- [What you are asked to do]
Below is a block of records; repeat all of them exactly.
==== Data shown ====
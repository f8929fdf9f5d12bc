//! Dictionary word records and the new-word payload.

use serde::{Deserialize, Serialize};
use serde_json::Value;

use crate::error::LexiconError;

/// A stored dictionary entry.
#[derive(Debug, Clone, PartialEq, Serialize, Deserialize)]
pub struct WordRecord {
    pub id: String,
    pub word: String,
    pub meaning: Vec<String>,
    /// Category string; see [`crate::filter::WordType`] for the recognised tags.
    #[serde(rename = "type")]
    pub word_type: String,
    #[serde(default)]
    pub phonetic: String,
    /// Free-form composition data, `null` when absent.
    #[serde(default)]
    pub combination: Option<Value>,
}

impl WordRecord {
    /// Whether `needle` (already lower-cased) occurs in the word or any meaning.
    pub fn mentions(&self, needle: &str) -> bool {
        self.word.to_lowercase().contains(needle)
            || self
                .meaning
                .iter()
                .any(|m| m.to_lowercase().contains(needle))
    }

    /// Whether the word equals `other`, ignoring case.
    pub fn is_word(&self, other: &str) -> bool {
        self.word.to_lowercase() == other.to_lowercase()
    }
}

/// A word submitted for insertion, before an id is assigned.
#[derive(Debug, Clone, PartialEq, Default)]
pub struct NewWord {
    pub word: String,
    pub meaning: Vec<String>,
    pub word_type: String,
    pub phonetic: String,
    pub combination: Option<Value>,
}

impl NewWord {
    pub fn new(word: impl Into<String>, meaning: Vec<String>, word_type: impl Into<String>) -> Self {
        Self {
            word: word.into(),
            meaning,
            word_type: word_type.into(),
            ..Default::default()
        }
    }

    pub fn with_phonetic(mut self, phonetic: impl Into<String>) -> Self {
        self.phonetic = phonetic.into();
        self
    }

    /// Read a new word from a JSON request body.
    ///
    /// Missing `word`/`type` read as empty and a missing `meaning` as an empty
    /// list; validation then rejects what is unusable. Wrongly-typed fields are
    /// rejected here.
    pub fn from_json(body: &Value) -> Result<Self, LexiconError> {
        let Some(obj) = body.as_object() else {
            return Err(invalid("body is not an object"));
        };

        let word = string_field(obj.get("word"), "word")?;
        let word_type = string_field(obj.get("type"), "type")?;
        let phonetic = string_field(obj.get("phonetic"), "phonetic")?;

        let meaning = match obj.get("meaning") {
            None | Some(Value::Null) => Vec::new(),
            Some(Value::Array(items)) => items
                .iter()
                .map(|item| {
                    item.as_str()
                        .map(str::to_string)
                        .ok_or_else(|| invalid("meaning entries must be strings"))
                })
                .collect::<Result<Vec<String>, _>>()?,
            Some(_) => return Err(invalid("meaning is not a list")),
        };

        let combination = obj.get("combination").filter(|v| !v.is_null()).cloned();

        Self {
            word,
            meaning,
            word_type,
            phonetic,
            combination,
        }
        .validate()
    }

    /// Trim the word and type and reject empty ones.
    pub fn validate(mut self) -> Result<Self, LexiconError> {
        self.word = self.word.trim().to_string();
        self.word_type = self.word_type.trim().to_string();
        if self.word.is_empty() {
            return Err(invalid("word is empty"));
        }
        if self.word_type.is_empty() {
            return Err(invalid("type is empty"));
        }
        Ok(self)
    }

    /// Attach an id, producing a storable record.
    pub fn into_record(self, id: String) -> WordRecord {
        WordRecord {
            id,
            word: self.word,
            meaning: self.meaning,
            word_type: self.word_type,
            phonetic: self.phonetic,
            combination: self.combination,
        }
    }
}

fn string_field(value: Option<&Value>, name: &str) -> Result<String, LexiconError> {
    match value {
        None | Some(Value::Null) => Ok(String::new()),
        Some(Value::String(s)) => Ok(s.clone()),
        Some(_) => Err(invalid(&format!("{name} is not a string"))),
    }
}

fn invalid(reason: &str) -> LexiconError {
    LexiconError::InvalidData {
        reason: reason.to_string(),
    }
}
====
- [Finished exercise]
repository f8929fdf9f5d12bc
//! Dictionary word records and the new-word payload.

use serde::{Deserialize, Serialize};
use serde_json::Value;

use crate::error::LexiconError;

/// A stored dictionary entry.
#[derive(Debug, Clone, PartialEq, Serialize, Deserialize)]
pub struct WordRecord {
    pub id: String,
    pub word: String,
    pub meaning: Vec<String>,
    /// Category string; see [`crate::filter::WordType`] for the recognised tags.
    #[serde(rename = "type")]
    pub word_type: String,
    #[serde(default)]
    pub phonetic: String,
    /// Free-form composition data, `null` when absent.
    #[serde(default)]
    pub combination: Option<Value>,
}

impl WordRecord {
    /// Whether `needle` (already lower-cased) occurs in the word or any meaning.
    pub fn mentions(&self, needle: &str) -> bool {
        self.word.to_lowercase().contains(needle)
            || self
                .meaning
                .iter()
                .any(|m| m.to_lowercase().contains(needle))
    }

    /// Whether the word equals `other`, ignoring case.
    pub fn is_word(&self, other: &str) -> bool {
        self.word.to_lowercase() == other.to_lowercase()
    }
}

/// A word submitted for insertion, before an id is assigned.
#[derive(Debug, Clone, PartialEq, Default)]
pub struct NewWord {
    pub word: String,
    pub meaning: Vec<String>,
    pub word_type: String,
    pub phonetic: String,
    pub combination: Option<Value>,
}

impl NewWord {
    pub fn new(word: impl Into<String>, meaning: Vec<String>, word_type: impl Into<String>) -> Self {
        Self {
            word: word.into(),
            meaning,
            word_type: word_type.into(),
            ..Default::default()
        }
    }

    pub fn with_phonetic(mut self, phonetic: impl Into<String>) -> Self {
        self.phonetic = phonetic.into();
        self
    }

    /// Read a new word from a JSON request body.
    ///
    /// Missing `word`/`type` read as empty and a missing `meaning` as an empty
    /// list; validation then rejects what is unusable. Wrongly-typed fields are
    /// rejected here.
    pub fn from_json(body: &Value) -> Result<Self, LexiconError> {
        let Some(obj) = body.as_object() else {
            return Err(invalid("body is not an object"));
        };

        let word = string_field(obj.get("word"), "word")?;
        let word_type = string_field(obj.get("type"), "type")?;
        let phonetic = string_field(obj.get("phonetic"), "phonetic")?;

        let meaning = match obj.get("meaning") {
            None | Some(Value::Null) => Vec::new(),
            Some(Value::Array(items)) => items
                .iter()
                .map(|item| {
                    item.as_str()
                        .map(str::to_string)
                        .ok_or_else(|| invalid("meaning entries must be strings"))
                })
                .collect::<Result<Vec<String>, _>>()?,
            Some(_) => return Err(invalid("meaning is not a list")),
        };

        let combination = obj.get("combination").filter(|v| !v.is_null()).cloned();

        Self {
            word,
            meaning,
            word_type,
            phonetic,
            combination,
        }
        .validate()
    }

    /// Trim the word and type and reject empty ones.
    pub fn validate(mut self) -> Result<Self, LexiconError> {
        self.word = self.word.trim().to_string();
        self.word_type = self.word_type.trim().to_string();
        if self.word.is_empty() {
            return Err(invalid("word is empty"));
        }
        if self.word_type.is_empty() {
            return Err(invalid("type is empty"));
        }
        Ok(self)
    }

    /// Attach an id, producing a storable record.
    pub fn into_record(self, id: String) -> WordRecord {
        WordRecord {
            id,
            word: self.word,
            meaning: self.meaning,
            word_type: self.word_type,
            phonetic: self.phonetic,
            combination: self.combination,
        }
    }
}

fn string_field(value: Option<&Value>, name: &str) -> Result<String, LexiconError> {
    match value {
        None | Some(Value::Null) => Ok(String::new()),
        Some(Value::String(s)) => Ok(s.clone()),
        Some(_) => Err(invalid(&format!("{name} is not a string"))),
    }
}

fn invalid(reason: &str) -> LexiconError {
    LexiconError::InvalidData {
        reason: reason.to_string(),
    }
}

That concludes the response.